Adebo had offers from Texas, USC, Oklahoma, Baylor, Oregon, Georgia and many others.

Winning another recruiting battle in the state of Texas is key, with Adebo getting onto campus in May for a Junior Day. That the Irish also landed a commitment from Adebo with an offer from Oklahoma also out there should help calm worries that the Lone Star State would be off limits without Kerry Cooks on staff, who was likely involved in Adebo’s recruitment for the Sooners. That’s two Texas prospects in this recruiting cycle, with quarterback Avery Davis very excited about the news of Adebo’s commitment.

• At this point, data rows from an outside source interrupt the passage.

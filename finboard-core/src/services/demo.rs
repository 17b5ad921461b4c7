//! Offline mode - local auth against a seeded DuckDB store
//!
//! Offline mode lets the dashboard run without the remote service: sign in
//! with the fixed test credential and browse sample transactions.

use std::path::{Path, PathBuf};

use anyhow::{Context, Result};
use chrono::Utc;

use crate::adapters::demo::generate_demo_transactions;
use crate::adapters::duckdb::DuckDbStore;
use crate::adapters::local_auth::TEST_EMAIL;
use crate::config::{AuthMode, Config};
use crate::ports::DataStore;

/// Database file used in offline mode
pub const OFFLINE_DB: &str = "offline.duckdb";

pub struct DemoService {
    finboard_dir: PathBuf,
}

impl DemoService {
    pub fn new(finboard_dir: &Path) -> Self {
        Self {
            finboard_dir: finboard_dir.to_path_buf(),
        }
    }

    /// Check if offline mode is currently enabled
    pub fn is_enabled(&self) -> Result<bool> {
        let config = Config::load(&self.finboard_dir)?;
        Ok(config.auth_mode == AuthMode::Local)
    }

    /// Enable offline mode
    ///
    /// This will:
    /// 1. Delete any existing offline database (fresh start)
    /// 2. Switch the auth mode to local in config
    /// 3. Seed sample transactions for the test user
    ///
    /// Returns the number of transactions seeded.
    pub async fn enable(&self) -> Result<usize> {
        self.remove_database()?;

        let mut config = Config::load(&self.finboard_dir).unwrap_or_default();
        config.set_auth_mode(AuthMode::Local);
        config.save(&self.finboard_dir)?;

        let store = DuckDbStore::open(&self.finboard_dir.join(OFFLINE_DB))?;
        store.ensure_schema()?;

        let person = store
            .upsert_person(TEST_EMAIL)
            .await
            .context("Failed to create the offline person")?;
        let transactions = generate_demo_transactions(person.id, Utc::now().date_naive());
        for tx in &transactions {
            store.insert_transaction(tx).await?;
        }

        Ok(transactions.len())
    }

    /// Disable offline mode
    ///
    /// Switches the auth mode back to remote and, if `clean` is set,
    /// deletes the offline database.
    pub fn disable(&self, clean: bool) -> Result<()> {
        let mut config = Config::load(&self.finboard_dir).unwrap_or_default();
        config.set_auth_mode(AuthMode::Remote);
        config.save(&self.finboard_dir)?;

        if clean {
            self.remove_database()?;
        }

        Ok(())
    }

    fn remove_database(&self) -> Result<()> {
        for name in [OFFLINE_DB.to_string(), format!("{}.wal", OFFLINE_DB)] {
            let path = self.finboard_dir.join(name);
            if path.exists() {
                std::fs::remove_file(&path)
                    .with_context(|| format!("Failed to remove {}", path.display()))?;
            }
        }
        Ok(())
    }
}
//! Result and error types for the core library

use std::collections::HashMap;

use serde::{Deserialize, Serialize};
use thiserror::Error;

/// Message shown on a page for any failure that is not a validation or
/// credential problem.
pub const GENERIC_PAGE_MESSAGE: &str = "Something went wrong. Please try again.";

/// Core library error type
#[derive(Error, Debug)]
pub enum Error {
    /// Credentials rejected by the session backend
    #[error("Authentication failed: {0}")]
    Authentication(String),

    #[error("Validation error: {0}")]
    Validation(String),

    /// The remote service could not be reached or answered with a failure
    #[error("Transport error: {0}")]
    Transport(String),

    #[error("Not found: {0}")]
    NotFound(String),

    #[error("Configuration error: {0}")]
    Config(String),

    #[error("Database error: {0}")]
    Database(String),

    /// Object storage (bill receipts) failure
    #[error("Storage error: {0}")]
    Storage(String),

    #[error("IO error: {0}")]
    Io(#[from] std::io::Error),

    #[error("JSON error: {0}")]
    Json(#[from] serde_json::Error),

    #[error("{0}")]
    Other(String),
}

impl Error {
    pub fn authentication(msg: impl Into<String>) -> Self {
        Self::Authentication(msg.into())
    }

    /// Create a validation error
    pub fn validation(msg: impl Into<String>) -> Self {
        Self::Validation(msg.into())
    }

    pub fn transport(msg: impl Into<String>) -> Self {
        Self::Transport(msg.into())
    }

    /// Create a not found error
    pub fn not_found(msg: impl Into<String>) -> Self {
        Self::NotFound(msg.into())
    }

    pub fn config(msg: impl Into<String>) -> Self {
        Self::Config(msg.into())
    }

    /// Create a database error
    pub fn database(msg: impl Into<String>) -> Self {
        Self::Database(msg.into())
    }

    pub fn storage(msg: impl Into<String>) -> Self {
        Self::Storage(msg.into())
    }

    /// Short failure class, safe to record in the event log
    pub fn kind(&self) -> &'static str {
        match self {
            Self::Authentication(_) => "authentication",
            Self::Validation(_) => "validation",
            Self::Transport(_) => "transport",
            Self::NotFound(_) => "not_found",
            Self::Config(_) => "config",
            Self::Database(_) => "database",
            Self::Storage(_) => "storage",
            Self::Io(_) => "io",
            Self::Json(_) => "json",
            Self::Other(_) => "other",
        }
    }

    /// Text to show on the page that triggered the failure.
    ///
    /// Validation and credential messages are shown verbatim; everything
    /// else collapses to [`GENERIC_PAGE_MESSAGE`].
    pub fn page_message(&self) -> String {
        match self {
            Self::Validation(msg) | Self::Authentication(msg) => msg.clone(),
            _ => GENERIC_PAGE_MESSAGE.to_string(),
        }
    }
}

/// Core library result type
pub type Result<T> = std::result::Result<T, Error>;

/// Operation result with optional context (for JSON output)
#[derive(Debug, Clone, Serialize, Deserialize)]
pub struct OperationResult<T> {
    pub success: bool,
    pub data: Option<T>,
    pub error: Option<String>,
    pub context: Option<HashMap<String, serde_json::Value>>,
}

impl<T> OperationResult<T> {
    /// Create a successful result
    pub fn ok(data: T) -> Self {
        Self {
            success: true,
            data: Some(data),
            error: None,
            context: None,
        }
    }

    /// Create a successful result with context
    pub fn ok_with_context(data: T, context: HashMap<String, serde_json::Value>) -> Self {
        Self {
            success: true,
            data: Some(data),
            error: None,
            context: Some(context),
        }
    }

    /// Create a failed result
    pub fn fail(error: impl Into<String>) -> Self {
        Self {
            success: false,
            data: None,
            error: Some(error.into()),
            context: None,
        }
    }
}

impl<T> From<Result<T>> for OperationResult<T> {
    fn from(result: Result<T>) -> Self {
        match result {
            Ok(data) => Self::ok(data),
            Err(e) => Self::fail(e.page_message()),
        }
    }
}
impl SupabaseClient {
    /// Create a client for the service at `base_url`
    pub fn new(base_url: &str, anon_key: &str) -> Result<Self> {
        if base_url.trim().is_empty() {
            return Err(Error::config("Remote service URL cannot be empty"));
        }
        if anon_key.trim().is_empty() {
            return Err(Error::config("Remote service anon key cannot be empty"));
        }

        let client = Client::builder()
            .timeout(Duration::from_secs(REQUEST_TIMEOUT_SECS))
            .build()
            .map_err(|e| Error::config(format!("Failed to create HTTP client: {}", e)))?;

        Ok(Self {
            client,
            base_url: base_url.trim_end_matches('/').to_string(),
            anon_key: anon_key.to_string(),
            access_token: RwLock::new(None),
        })
    }

    pub fn base_url(&self) -> &str {
        &self.base_url
    }

    /// Token presented on row and storage requests; `None` falls back to the anon key
    pub fn set_access_token(&self, token: Option<String>) {
        if let Ok(mut guard) = self.access_token.write() {
            *guard = token;
        }
    }

    pub fn access_token(&self) -> Option<String> {
        self.access_token.read().ok().and_then(|guard| guard.clone())
    }

    fn request(&self, method: Method, url: &str) -> RequestBuilder {
        let bearer = self.access_token().unwrap_or_else(|| self.anon_key.clone());
        self.request_with_token(method, url, &bearer)
    }

    fn request_with_token(&self, method: Method, url: &str, token: &str) -> RequestBuilder {
        self.client
            .request(method, url)
            .header("apikey", &self.anon_key)
            .bearer_auth(token)
    }

    fn auth_url(&self, path: &str) -> String {
        format!("{}/auth/v1/{}", self.base_url, path)
    }

    fn rest_url(&self, table: &str) -> String {
        format!("{}/rest/v1/{}", self.base_url, table)
    }

    async fn send(&self, builder: RequestBuilder) -> Result<Response> {
        let response = builder.send().await.map_err(map_request_error)?;
        check_response_status(response).await
    }

    async fn select<T: DeserializeOwned>(
        &self,
        table: &str,
        query: &[(&str, String)],
    ) -> Result<Vec<T>> {
        debug!(table, "remote select");
        let response = self
            .send(self.request(Method::GET, &self.rest_url(table)).query(query))
            .await?;
        parse_json(response).await
    }

    async fn insert<B: Serialize + ?Sized, T: DeserializeOwned>(
        &self,
        table: &str,
        query: &[(&str, String)],
        body: &B,
        prefer: &str,
    ) -> Result<Vec<T>> {
        debug!(table, "remote insert");
        let response = self
            .send(
                self.request(Method::POST, &self.rest_url(table))
                    .query(query)
                    .header("Prefer", prefer)
                    .json(body),
            )
            .await?;
        parse_json(response).await
    }

    // === Auth ===

    /// Password grant
    pub async fn sign_in_with_password(&self, email: &str, password: &str) -> Result<Session> {
        let response = self
            .request_with_token(Method::POST, &self.auth_url("token"), &self.anon_key)
            .query(&[("grant_type", "password")])
            .json(&json!({ "email": email, "password": password }))
            .send()
            .await
            .map_err(map_request_error)?;

        let response = check_auth_status(response).await?;
        let token: TokenResponse = parse_json(response).await?;
        Ok(token.into_session())
    }

    /// Register; `None` when the service wants the email confirmed first
    pub async fn sign_up(&self, email: &str, password: &str) -> Result<Option<Session>> {
        let response = self
            .request_with_token(Method::POST, &self.auth_url("signup"), &self.anon_key)
            .json(&json!({ "email": email, "password": password }))
            .send()
            .await
            .map_err(map_request_error)?;

        let response = check_auth_status(response).await?;
        let body: JsonValue = parse_json(response).await?;
        if body.get("access_token").is_none() {
            return Ok(None);
        }

        let token: TokenResponse = serde_json::from_value(body)?;
        Ok(Some(token.into_session()))
    }

    /// Refresh-token grant
    pub async fn refresh_session(&self, refresh_token: &str) -> Result<Session> {
        let response = self
            .request_with_token(Method::POST, &self.auth_url("token"), &self.anon_key)
            .query(&[("grant_type", "refresh_token")])
            .json(&json!({ "refresh_token": refresh_token }))
            .send()
            .await
            .map_err(map_request_error)?;

        let response = check_auth_status(response).await?;
        let token: TokenResponse = parse_json(response).await?;
        Ok(token.into_session())
    }

    /// Identity behind `access_token`, `None` if the service rejects the token
    pub async fn get_user(&self, access_token: &str) -> Result<Option<Identity>> {
        let response = self
            .request_with_token(Method::GET, &self.auth_url("user"), access_token)
            .send()
            .await
            .map_err(map_request_error)?;

        if matches!(response.status().as_u16(), 401 | 403) {
            return Ok(None);
        }

        let response = check_response_status(response).await?;
        let user: RemoteUser = parse_json(response).await?;
        Ok(Some(user.into_identity()))
    }

    /// Revoke `access_token` on the service
    pub async fn sign_out(&self, access_token: &str) -> Result<()> {
        let response = self
            .request_with_token(Method::POST, &self.auth_url("logout"), access_token)
            .send()
            .await
            .map_err(map_request_error)?;

        // An already-invalid token is as signed out as it gets
        if matches!(response.status().as_u16(), 401 | 403 | 404) {
            return Ok(());
        }
        check_response_status(response).await?;
        Ok(())
    }
}

fn map_request_error(error: reqwest::Error) -> Error {
    if error.is_timeout() {
        Error::transport(format!(
            "Connection timed out after {} seconds",
            REQUEST_TIMEOUT_SECS
        ))
    } else if error.is_connect() {
        Error::transport("Unable to connect to the remote service")
    } else {
        Error::transport(format!("Remote request failed: {}", error))
    }
}

async fn error_detail(response: Response) -> String {
    let status = response.status();
    let body: ApiErrorBody = response.json().await.unwrap_or_default();
    body.text()
        .unwrap_or_else(|| status.canonical_reason().unwrap_or("unknown error").to_string())
}

/// Check response status and return appropriate errors
async fn check_response_status(response: Response) -> Result<Response> {
    let status = response.status();
    if status.is_success() {
        return Ok(response);
    }

    let detail = error_detail(response).await;
    warn!(status = status.as_u16(), %detail, "remote request failed");

    Err(match status.as_u16() {
        401 | 403 => Error::transport(format!("Remote service denied access: {}", detail)),
        404 => Error::not_found(detail),
        409 => Error::transport(format!("Conflicting row: {}", detail)),
        429 => Error::transport(
            "Remote service rate limit exceeded. Please wait a moment and try again.",
        ),
        code => Error::transport(format!("Remote service error: HTTP {} ({})", code, detail)),
    })
}

/// Like [`check_response_status`], but credential rejections become
/// `Error::Authentication` carrying the service's own message
async fn check_auth_status(response: Response) -> Result<Response> {
    match response.status().as_u16() {
        400 | 401 | 403 | 422 => {
            let detail = error_detail(response).await;
            Err(Error::authentication(detail))
        }
        _ => check_response_status(response).await,
    }
}

async fn parse_json<T: DeserializeOwned>(response: Response) -> Result<T> {
    response
        .json()
        .await
        .map_err(|e| Error::transport(format!("Failed to parse remote response: {}", e)))
}

fn eq(value: impl std::fmt::Display) -> String {
    format!("eq.{}", value)
}

// =============================================================================
// DataStore
// =============================================================================

#[async_trait]
impl DataStore for SupabaseClient {
    async fn get_privileges(&self, identity_id: &str) -> Result<Option<StoredPrivileges>> {
        let rows: Vec<StoredPrivileges> = self
            .select(
                PRIVILEGES_TABLE,
                &[
                    ("user_id", eq(identity_id)),
                    ("select", PRIVILEGE_COLUMNS.to_string()),
                    ("limit", "1".to_string()),
                ],
            )
            .await?;
        Ok(rows.into_iter().next())
    }

    async fn find_person_by_email(&self, email: &str) -> Result<Option<Person>> {
        let rows: Vec<Person> = self
            .select(
                PERSONS_TABLE,
                &[("email", eq(email)), ("select", "*".to_string())],
            )
            .await?;
        Ok(rows.into_iter().next())
    }

    async fn upsert_person(&self, email: &str) -> Result<Person> {
        // Only the email is sent so a merge never rewrites an existing id
        let rows: Vec<Person> = self
            .insert(
                PERSONS_TABLE,
                &[("on_conflict", "email".to_string())],
                &json!([{ "email": email }]),
                "resolution=merge-duplicates,return=representation",
            )
            .await?;
        rows.into_iter()
            .next()
            .ok_or_else(|| Error::transport("Person upsert returned no row"))
    }

    async fn list_categories(&self) -> Result<Vec<Category>> {
        self.select(
            CATEGORIES_TABLE,
            &[
                ("select", "id,name,direction".to_string()),
                ("order", "id.asc".to_string()),
            ],
        )
        .await
    }

    async fn list_types(&self, direction: Direction) -> Result<Vec<TransactionType>> {
        self.select(
            TYPES_TABLE,
            &[
                (
                    "select",
                    "id,name,category_id,categories!inner(direction)".to_string(),
                ),
                ("categories.direction", eq(direction)),
                ("order", "name.asc".to_string()),
            ],
        )
        .await
    }

    async fn insert_transaction(&self, transaction: &Transaction) -> Result<Transaction> {
        let rows: Vec<Transaction> = self
            .insert(
                TRANSACTIONS_TABLE,
                &[],
                transaction,
                "return=representation",
            )
            .await?;
        rows.into_iter()
            .next()
            .ok_or_else(|| Error::transport("Transaction insert returned no row"))
    }

    async fn list_transactions(&self, person_id: Uuid) -> Result<Vec<TransactionDetail>> {
        let rows: Vec<TransactionRow> = self
            .select(
                TRANSACTIONS_TABLE,
                &[
                    ("person_id", eq(person_id)),
                    ("select", TRANSACTION_DETAIL_SELECT.to_string()),
                    (
                        "order",
                        "transaction_date.desc,created_at.desc".to_string(),
                    ),
                ],
            )
            .await?;
        rows.into_iter().map(TransactionRow::into_detail).collect()
    }

    async fn insert_bill(&self, bill: &Bill) -> Result<Bill> {
        let rows: Vec<Bill> = self
            .insert(BILLS_TABLE, &[], bill, "return=representation")
            .await?;
        rows.into_iter()
            .next()
            .ok_or_else(|| Error::transport("Bill insert returned no row"))
    }

    async fn list_bills(&self, person_id: Uuid) -> Result<Vec<Bill>> {
        self.select(
            BILLS_TABLE,
            &[
                ("person_id", eq(person_id)),
                ("select", "*".to_string()),
                ("order", "created_at.desc".to_string()),
            ],
        )
        .await
    }
}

Some schools see Adebo as a wide receiver, though Notre Dame has him penciled as an outside cornerback. His length and speed (Adebo has run the 200m in 21.4, according to a report from IrishSportsDaily) make him perfect for Brian VanGorder’s aggressive cover scheme.

Adebo makes 13 commitments in the 2017 cycle after a weekend flurry added pass rusher Jonathon MacCollister and receiver Jordan Pouncey. (Underclassman Markese Stepp also committed.) The run of four commitments in four days nearly matches the five recruits the Irish added in March, when David Adams, Avery Davis, Kurt Hinish, Drew White and Pete Werner all joined the 2017 class.

Adebo caught 41 passes for 730 yards and 11 touchdowns on offense while intercepting five passes during his junior season. Per MaxPreps, Mansfield went 12-3 in 2015, including a 6-0 record in Texas’s 6A level.